→ What is expected: Print the lines of the data, starting with the first, up to and including the line where "This module defines" appears.

(Stored items)
[Start of Attachment]

// Copyright (c) 2025 Lanai Authors
//
// Licensed under dual license:
// - MIT License (LICENSE-MIT or https://opensource.org/licenses/MIT)
// - Apache License, Version 2.0 (LICENSE-APACHE or https://www.apache.org/licenses/LICENSE-2.0)

//! Configuration error module.
//!
//! This module defines error types that may occur during configuration loading,
//! parsing, and validation operations.

use std::path::PathBuf;
use thiserror::Error;

/// Errors that can occur during configuration operations.
#[derive(Error, Debug)]
pub enum ConfigError {
    /// Error when the configuration file is missing.
    #[error("Configuration file not found: {0}")]
    FileNotFound(PathBuf),

    /// Error when parsing the configuration file.
    #[error("Failed to parse configuration file: {0}")]
    ParseError(String),

    /// Error when validating the configuration.
    #[error("Configuration validation error: {0}")]
    ValidationError(String),

    /// Error when serializing the configuration.
    #[error("Failed to serialize configuration: {0}")]
    SerializeError(String),
}
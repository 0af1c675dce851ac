// Copyright (c) 2025 Lanai Authors
//
// Licensed under dual license:
// - MIT License (LICENSE-MIT or https://opensource.org/licenses/MIT)
// - Apache License, Version 2.0 (LICENSE-APACHE or https://www.apache.org/licenses/LICENSE-2.0)

//! Tests for the configuration module.
//!
//! This module contains tests for configuration loading, validation, and usage.

use super::test_utils::TestFixture;
use crate::config::{ConfigLoader, LanaiConfig, Validate};
use crate::error::config::ConfigError;

/// Test that default configuration can be created and is valid.
#[test]
fn test_default_config_is_valid() {
    let config = LanaiConfig::default();
    assert!(config.validate().is_ok());
    assert_eq!(config.dictionary.words.len(), 4);
}

/// Test that configuration validation catches invalid values.
#[test]
fn test_config_validation() {
    let mut config = LanaiConfig::default();

    config.log.level = "loud".to_string();
    assert!(config.validate().is_err());

    config.log.level = "debug".to_string();
    config.dictionary.words.push("apple".to_string());
    assert!(config.validate().is_err());
}

/// Test loading configuration from a TOML file.
#[test]
fn test_load_config_from_file() {
    let fixture = TestFixture::new().unwrap();
    let path = fixture
        .create_file(
            "lanai.toml",
            r#"
            [log]
            level = "warn"
            json = true

            [dictionary]
            words = ["flower", "flow", "flight"]
            "#,
        )
        .unwrap();

    let config = ConfigLoader::new(Some(&path), "TEST_FILE").load().unwrap();
    assert_eq!(config.log.level, "warn");
    assert!(config.log.json);
    assert!(config.log.source_location);
    assert_eq!(config.dictionary.words, vec!["flower", "flow", "flight"]);

    let trie = config.dictionary.build_trie();
    assert_eq!(trie.lookup("flight"), Some(&2));
}

/// Test loading configuration from a JSON file.
#[test]
fn test_load_config_from_json_file() {
    let fixture = TestFixture::new().unwrap();
    let path = fixture
        .create_file("lanai.json", r#"{ "dictionary": { "words": ["solo"] } }"#)
        .unwrap();

    let config = ConfigLoader::new(Some(&path), "TEST_JSON").load().unwrap();
    assert_eq!(config.dictionary.words, vec!["solo"]);
    assert_eq!(config.log.level, "info");
}

/// Test that environment variables override defaults.
#[test]
fn test_environment_overrides() {
    let mut fixture = TestFixture::new().unwrap();
    fixture.set_env("TEST_ENV__LOG__LEVEL", "trace");
    fixture.set_env("TEST_ENV__DICTIONARY__WORDS", "dog,racecar,car");

    let config = ConfigLoader::new(None::<&str>, "TEST_ENV").load().unwrap();
    assert_eq!(config.log.level, "trace");
    assert_eq!(config.dictionary.words, vec!["dog", "racecar", "car"]);
}

/// Test that an invalid file value fails validation during loading.
#[test]
fn test_load_rejects_invalid_values() {
    let fixture = TestFixture::new().unwrap();
    let path = fixture
        .create_file("lanai.toml", "[log]\nlevel = \"chatty\"\n")
        .unwrap();

    let result = ConfigLoader::new(Some(&path), "TEST_INVALID").load();
    assert!(matches!(result, Err(ConfigError::ValidationError(_))));
}

/// Test error paths for missing files and unknown formats.
#[test]
fn test_load_config_errors() {
    let fixture = TestFixture::new().unwrap();

    let missing = fixture.temp_dir.path().join("missing.toml");
    let result = ConfigLoader::new(Some(&missing), "TEST_MISSING").load();
    assert!(matches!(result, Err(ConfigError::FileNotFound(_))));

    let unknown = fixture.create_file("lanai.ini", "[log]").unwrap();
    let result = ConfigLoader::new(Some(&unknown), "TEST_UNKNOWN").load();
    assert!(matches!(result, Err(ConfigError::ParseError(_))));
}

/// Test that the generated TOML loads back to the same configuration.
#[test]
fn test_generated_config_loads() {
    let fixture = TestFixture::new().unwrap();
    let toml = LanaiConfig::default().to_toml().unwrap();
    let path = fixture.create_file("generated.toml", toml).unwrap();

    let config = ConfigLoader::new(Some(&path), "TEST_GENERATED").load().unwrap();
    assert_eq!(config, LanaiConfig::default());
}
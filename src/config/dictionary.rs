// Copyright (c) 2025 Lanai Authors
//
// Licensed under dual license:
// - MIT License (LICENSE-MIT or https://opensource.org/licenses/MIT)
// - Apache License, Version 2.0 (LICENSE-APACHE or https://www.apache.org/licenses/LICENSE-2.0)

//! Dictionary configuration.
//!
//! The dictionary is the word list the command line loads into a trie before
//! answering lookups, prefix checks and suffix counts. Each word's payload is
//! its position in the list.

use std::collections::HashSet;

use serde::{Deserialize, Serialize};

use super::{ConfigResult, Validate};
use crate::data_structures::Trie;
use crate::error::config::ConfigError;

/// Dictionary configuration.
#[derive(Debug, Clone, Serialize, Deserialize, PartialEq, Eq)]
#[serde(default)]
pub struct DictionaryConfig {
    /// Words to load, in order
    pub words: Vec<String>,
}

impl Default for DictionaryConfig {
    fn default() -> Self {
        Self {
            words: ["apple", "application", "banana", "cat"]
                .into_iter()
                .map(String::from)
                .collect(),
        }
    }
}

impl DictionaryConfig {
    /// Builds a trie mapping every word to its index in the list.
    pub fn build_trie(&self) -> Trie<usize> {
        self.words
            .iter()
            .enumerate()
            .map(|(index, word)| (word, index))
            .collect()
    }
}

impl Validate for DictionaryConfig {
    fn validate(&self) -> ConfigResult<()> {
        // A repeated word would silently lose its earlier index
        let mut seen = HashSet::with_capacity(self.words.len());
        for word in &self.words {
            if !seen.insert(word.as_str()) {
                return Err(ConfigError::ValidationError(format!(
                    "Duplicate dictionary word: {word:?}"
                )));
            }
        }
        Ok(())
    }
}
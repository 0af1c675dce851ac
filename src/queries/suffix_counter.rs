// Copyright (c) 2025 Lanai Authors
//
// Licensed under dual license:
// - MIT License (LICENSE-MIT or https://opensource.org/licenses/MIT)
// - Apache License, Version 2.0 (LICENSE-APACHE or https://www.apache.org/licenses/LICENSE-2.0)

//! Suffix counting over a borrowed trie.

use serde_json::Value;
use tracing::{debug, instrument};

use crate::data_structures::trie::{input, Trie};

const COMPONENT: &str = "suffix_counter";

/// Counts stored words that end with a literal pattern.
///
/// Every call enumerates the whole trie; no suffix index is kept, so a query
/// costs O(total stored characters).
#[derive(Debug)]
pub struct SuffixCounter<'t, V> {
    trie: &'t Trie<V>,
}

impl<'t, V> SuffixCounter<'t, V> {
    /// Creates a counter over `trie`.
    pub fn new(trie: &'t Trie<V>) -> Self {
        Self { trie }
    }

    /// Number of stored words whose trailing characters equal `pattern`.
    ///
    /// Matching is case-sensitive. The empty pattern matches every word.
    #[instrument(level = "debug", skip(self))]
    pub fn count_words_with_suffix(&self, pattern: &str) -> usize {
        let count = self
            .trie
            .enumerate()
            .filter(|(word, _)| word.ends_with(pattern))
            .count();
        debug!(count, "Counted words with suffix");
        count
    }

    /// Suffix count for a dynamically-typed pattern.
    ///
    /// Non-string input is reported and yields `0` without enumerating.
    pub fn count_words_with_suffix_value(&self, pattern: &Value) -> usize {
        match input::expect_str(pattern, "count_words_with_suffix") {
            Ok(pattern) => self.count_words_with_suffix(pattern),
            Err(err) => {
                input::report_invalid_input(err, COMPONENT, pattern);
                0
            }
        }
    }
}
// Copyright (c) 2025 Lanai Authors
//
// Licensed under dual license:
// - MIT License (LICENSE-MIT or https://opensource.org/licenses/MIT)
// - Apache License, Version 2.0 (LICENSE-APACHE or https://www.apache.org/licenses/LICENSE-2.0)

//! Query layers built on the prefix tree.
//!
//! Both layers use only the public [`Trie`](crate::data_structures::Trie)
//! API. [`SuffixCounter`] borrows an existing trie, while
//! [`LongestCommonPrefixFinder`] builds a fresh one for every batch.

pub mod longest_common_prefix;
pub mod suffix_counter;

pub use longest_common_prefix::LongestCommonPrefixFinder;
pub use suffix_counter::SuffixCounter;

[End of Attachment]

→ Result of the task:
// Copyright (c) 2025 Lanai Authors
//
// Licensed under dual license:
// - MIT License (LICENSE-MIT or https://opensource.org/licenses/MIT)
// - Apache License, Version 2.0 (LICENSE-APACHE or https://www.apache.org/licenses/LICENSE-2.0)

//! Configuration error module.
//!
//! This module defines error types that may occur during configuration loading,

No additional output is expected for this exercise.